Sanctum
Nachschub im Kampf gegen die Bestie. Bei drei Tropfen ließ er es für den Augenblick bewenden, sonst würde er einschlafen. Erst in der Nacht konnte er sich wieder richtig betäuben und die Bestie von der Gamma-Hydroxybuttersäure kaltstellen lassen.
Eric war über den Umstand sehr beunruhigt, dass die Bestie sich heftiger gegen die Chemikalie zur Wehr setzen konnte als sonst. Sie wusste, dass er sich entschlossen hatte, sie aus seinem Körper zu verbannen, und setzte ungeahnte Kräfte frei. Sie wehrte sich gegen den drohenden Untergang. Sein Vater hatte ihm dabei geholfen, Kontrolltechniken für das Monstrum in sich zu entwickeln und es bis zu einem gewissen Grad zu kontrollieren. Einzig die dominanten Vollmondnächte verbrachte er normalerweise in der sicheren Dumpfheit der Gamma-Hydroxybuttersäure. Diese Sicherheit war gefährlich ins Wanken geraten.
Eric suchte Reinigungschemikalien zusammen, setzte sich an den gekachelten Tisch und schaltete den Überwachungsmonitor ein. Damit konnte er verfolgen, was Severina im Raum nebenan tat. Sie saß auf der Sitzgarnitur, hielt ein Glas in der Hand und machte es sich mit einem Buch, das sie aus der kleinen Bibliothek am Ende des Raumes geholt haben musste, gemütlich.

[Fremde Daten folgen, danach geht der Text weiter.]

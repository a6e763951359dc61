use core::fmt;
use serde::{Deserialize, Serialize};

use crate::*;

/// Ordinal position of a tile on the board, `0..tile_count`.
pub type TileId = usize;

/// Count type used for moves and matched pairs.
pub type Count = u32;

/// Supported board sides. Only even sides exist since the board must split into pairs.
#[derive(Copy, Clone, Debug, PartialEq, Eq, Hash, PartialOrd, Ord, Serialize, Deserialize)]
#[serde(try_from = "u8", into = "u8")]
pub enum GridSize {
    Four,
    Six,
    Eight,
}

impl GridSize {
    pub const ALL: [Self; 3] = [Self::Four, Self::Six, Self::Eight];

    pub const fn side(self) -> u8 {
        use GridSize::*;
        match self {
            Four => 4,
            Six => 6,
            Eight => 8,
        }
    }

    pub const fn tile_count(self) -> usize {
        let side = self.side() as usize;
        side * side
    }

    pub const fn pair_count(self) -> usize {
        self.tile_count() / 2
    }

    pub const fn label(self) -> &'static str {
        use GridSize::*;
        match self {
            Four => "Easy",
            Six => "Medium",
            Eight => "Hard",
        }
    }
}

impl Default for GridSize {
    fn default() -> Self {
        Self::Four
    }
}

impl TryFrom<u8> for GridSize {
    type Error = GameError;

    fn try_from(side: u8) -> Result<Self> {
        match side {
            4 => Ok(Self::Four),
            6 => Ok(Self::Six),
            8 => Ok(Self::Eight),
            other => Err(GameError::UnsupportedGridSize(other)),
        }
    }
}

impl From<GridSize> for u8 {
    fn from(size: GridSize) -> Self {
        size.side()
    }
}

impl fmt::Display for GridSize {
    fn fmt(&self, f: &mut fmt::Formatter<'_>) -> fmt::Result {
        let side = self.side();
        write!(f, "{side}x{side}")
    }
}

#[cfg(test)]
mod tests {
    use super::*;

    #[test]
    fn sizes_split_into_pairs() {
        for size in GridSize::ALL {
            assert_eq!(size.tile_count() % 2, 0);
            assert_eq!(size.pair_count() * 2, size.tile_count());
        }
        assert_eq!(GridSize::Eight.pair_count(), 32);
    }

    #[test]
    fn odd_or_unknown_sides_are_rejected() {
        assert_eq!(GridSize::try_from(6), Ok(GridSize::Six));
        assert_eq!(GridSize::try_from(5), Err(GameError::UnsupportedGridSize(5)));
        assert!(GridSize::try_from(10).unwrap_err().is_configuration());
    }

    #[test]
    fn display_matches_storage_format() {
        assert_eq!(GridSize::Six.to_string(), "6x6");
        assert_eq!(serde_json::to_string(&GridSize::Eight).unwrap(), "8");
        assert!(serde_json::from_str::<GridSize>("3").is_err());
    }
}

Eric reinigte vorsichtig das Medaillon, eine Substanz nach der anderen kam zum Einsatz. Zwischendurch unterdrückte er den Impuls, die Nummer zu wählen, die ihm Faustitia gegeben hatte, um sich nach Lena zu erkundigen. Er sagte sich selbst, dass es keine gute Idee war, sich von seiner Mission ablenken zu lassen.

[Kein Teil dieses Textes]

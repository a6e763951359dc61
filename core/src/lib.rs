use core::ops::Index;
use serde::{Deserialize, Serialize};
use std::collections::BTreeMap;

pub use clock::*;
pub use engine::*;
pub use error::*;
pub use generator::*;
pub use score::*;
pub use stopwatch::*;
pub use theme::*;
pub use tile::*;
pub use types::*;

mod clock;
mod engine;
mod error;
mod generator;
mod score;
mod stopwatch;
mod theme;
mod tile;
mod types;

/// Difficulty and theme of one game; also the key of its best score.
#[derive(Copy, Clone, Debug, Default, PartialEq, Eq, Hash, Serialize, Deserialize)]
pub struct BoardConfig {
    pub grid: GridSize,
    pub theme: Theme,
}

impl BoardConfig {
    pub const fn new(grid: GridSize, theme: Theme) -> Self {
        Self { grid, theme }
    }

    pub const fn pair_count(&self) -> usize {
        self.grid.pair_count()
    }
}

#[derive(Clone, Debug, PartialEq, Eq, Serialize, Deserialize)]
#[serde(try_from = "BoardRepr")]
pub struct Board {
    grid: GridSize,
    tiles: Vec<Tile>,
}

#[derive(Deserialize)]
struct BoardRepr {
    grid: GridSize,
    tiles: Vec<Tile>,
}

impl TryFrom<BoardRepr> for Board {
    type Error = GameError;

    /// Same layout checks as [`Board::from_symbols`], plus sequential ids and matched tiles that
    /// come in revealed pairs.
    fn try_from(BoardRepr { grid, tiles }: BoardRepr) -> Result<Self> {
        Board::from_symbols(grid, tiles.iter().map(|tile| tile.symbol().to_string()))?;

        let ids_in_order = tiles.iter().enumerate().all(|(index, tile)| tile.id() == index);
        let matches_paired = tiles.iter().filter(|tile| tile.is_matched()).all(|tile| {
            tile.is_revealed()
                && tiles
                    .iter()
                    .filter(|other| other.symbol() == tile.symbol() && other.is_matched())
                    .count()
                    == 2
        });
        if !ids_in_order || !matches_paired {
            return Err(GameError::InvalidLayout);
        }

        Ok(Self { grid, tiles })
    }
}

impl Board {
    /// Lays out `symbols` in the given order. Every symbol must appear exactly twice and the
    /// layout must fill the grid.
    pub fn from_symbols<I, S>(grid: GridSize, symbols: I) -> Result<Self>
    where
        I: IntoIterator<Item = S>,
        S: Into<String>,
    {
        let symbols: Vec<String> = symbols.into_iter().map(Into::into).collect();
        if symbols.len() != grid.tile_count() {
            return Err(GameError::InvalidLayout);
        }

        let mut occurrences: BTreeMap<&str, usize> = BTreeMap::new();
        for symbol in &symbols {
            *occurrences.entry(symbol.as_str()).or_default() += 1;
        }
        if occurrences.values().any(|&count| count != 2) {
            return Err(GameError::InvalidLayout);
        }

        let tiles = symbols
            .into_iter()
            .enumerate()
            .map(|(id, symbol)| Tile::new(id, symbol))
            .collect();
        Ok(Self { grid, tiles })
    }

    pub fn grid(&self) -> GridSize {
        self.grid
    }

    pub fn len(&self) -> usize {
        self.tiles.len()
    }

    pub fn is_empty(&self) -> bool {
        self.tiles.is_empty()
    }

    pub fn tiles(&self) -> &[Tile] {
        &self.tiles
    }

    pub fn tile(&self, id: TileId) -> Result<&Tile> {
        self.tiles.get(id).ok_or(GameError::InvalidTileId(id))
    }

    pub fn validate_id(&self, id: TileId) -> Result<TileId> {
        if id < self.tiles.len() {
            Ok(id)
        } else {
            Err(GameError::InvalidTileId(id))
        }
    }

    pub fn matched_count(&self) -> usize {
        self.tiles.iter().filter(|tile| tile.is_matched()).count()
    }

    pub(crate) fn tile_mut(&mut self, id: TileId) -> &mut Tile {
        &mut self.tiles[id]
    }
}

impl Index<TileId> for Board {
    type Output = Tile;

    fn index(&self, id: TileId) -> &Self::Output {
        &self.tiles[id]
    }
}

#[derive(Copy, Clone, Debug, PartialEq, Eq)]
pub enum SelectOutcome {
    /// Input was dropped: the engine is busy, finished, or the tile is not selectable.
    Ignored,
    Revealed,
    /// Second tile is up; hand the ticket to [`MatchEngine::resolve`] once the faces were shown.
    AwaitingResolution(ResolveTicket),
}

impl SelectOutcome {
    pub const fn has_update(self) -> bool {
        !matches!(self, Self::Ignored)
    }

    pub const fn ticket(self) -> Option<ResolveTicket> {
        match self {
            Self::AwaitingResolution(ticket) => Some(ticket),
            _ => None,
        }
    }
}

#[derive(Copy, Clone, Debug, PartialEq, Eq)]
pub enum ResolveOutcome {
    /// The ticket belongs to a replaced session or nothing was pending.
    Stale,
    Mismatch,
    Matched,
    Completed,
}

impl ResolveOutcome {
    pub const fn has_update(self) -> bool {
        !matches!(self, Self::Stale)
    }
}

#[cfg(test)]
mod tests {
    use super::*;

    #[test]
    fn layout_accepts_pairs_in_any_order() {
        let board = Board::from_symbols(
            GridSize::Four,
            ["a", "b", "c", "d", "e", "f", "g", "h", "h", "g", "f", "e", "d", "c", "b", "a"],
        )
        .unwrap();

        assert_eq!(board.len(), 16);
        assert_eq!(board[15].symbol(), "a");
        assert_eq!(board[15].id(), 15);
        assert!(board.tiles().iter().all(|tile| !tile.is_revealed()));
    }

    #[test]
    fn layout_rejects_triples_and_short_boards() {
        let triple = ["a", "a", "a", "b", "c", "c", "d", "d", "e", "e", "f", "f", "g", "g", "h", "h"];
        assert_eq!(
            Board::from_symbols(GridSize::Four, triple),
            Err(GameError::InvalidLayout)
        );
        assert_eq!(
            Board::from_symbols(GridSize::Four, ["a", "a"]),
            Err(GameError::InvalidLayout)
        );
    }

    #[test]
    fn deserialized_boards_are_checked() {
        let board = Board::from_symbols(
            GridSize::Four,
            ["a", "a", "b", "b", "c", "c", "d", "d", "e", "e", "f", "f", "g", "g", "h", "h"],
        )
        .unwrap();
        let json = serde_json::to_value(&board).unwrap();
        assert_eq!(serde_json::from_value::<Board>(json.clone()).unwrap(), board);

        let mut wrong_grid = json.clone();
        wrong_grid["grid"] = 6.into();
        assert!(serde_json::from_value::<Board>(wrong_grid).is_err());

        let mut lone_match = json.clone();
        lone_match["tiles"][0]["matched"] = true.into();
        lone_match["tiles"][0]["revealed"] = true.into();
        assert!(serde_json::from_value::<Board>(lone_match).is_err());

        let mut swapped_id = json;
        swapped_id["tiles"][0]["id"] = 3.into();
        assert!(serde_json::from_value::<Board>(swapped_id).is_err());
    }

    #[test]
    fn out_of_range_ids_are_invalid_arguments() {
        let board = Board::from_symbols(
            GridSize::Four,
            ["a", "a", "b", "b", "c", "c", "d", "d", "e", "e", "f", "f", "g", "g", "h", "h"],
        )
        .unwrap();

        assert_eq!(board.validate_id(15), Ok(15));
        assert_eq!(board.validate_id(16), Err(GameError::InvalidTileId(16)));
        assert!(board.tile(99).is_err());
    }
}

Stunde um Stunde verging. Endlich zeichneten sich Erfolge ab. Das war auch gut, denn die Anspannung kehrte zurück. Wie aus weiter Entfernung hörte er die Bestie in sich heulen und schreien. Sie bereitete sich auf ihre nächste Attacke auf ihn vor; sie wollte in dieser Vollmondnacht noch einmal so ausgiebig töten dürfen wie einige Tage zuvor. Obwohl er versuchte, sie zu unterdrücken, war Eric machtlos gegen die Erinnerungsbruchstücke, an der sich die Bestie labte. Er sah das von Furcht verzerrte Gesicht der Putzfrau, die den Schrubberstiel vor sich hielt. Er hatte das Holz so spielend leicht durchgebissen wie ihren Hals, ihr Blut gesoffen und von ihrem Fleisch gekostet. Danach hatte er sich auf einen Gast geworfen, ihn mit dem Stiel von hinten durchbohrt und den Kopf mit seiner Klaue zerschmettert …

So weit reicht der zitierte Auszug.